* _Your instructions_:
Write each line out a second time, exactly as shown below.

*** Block opens ***

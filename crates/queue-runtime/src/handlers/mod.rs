//! # Event Handlers
//!
//! Bus consumers spawned by the runtime.

pub mod notifications;

pub use notifications::NotificationLogHandler;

*** Block closes ***

* _Answer space_:
filename crates/queue-runtime/src/handlers/mod.rs
//! # Event Handlers
//!
//! Bus consumers spawned by the runtime.

pub mod notifications;

pub use notifications::NotificationLogHandler;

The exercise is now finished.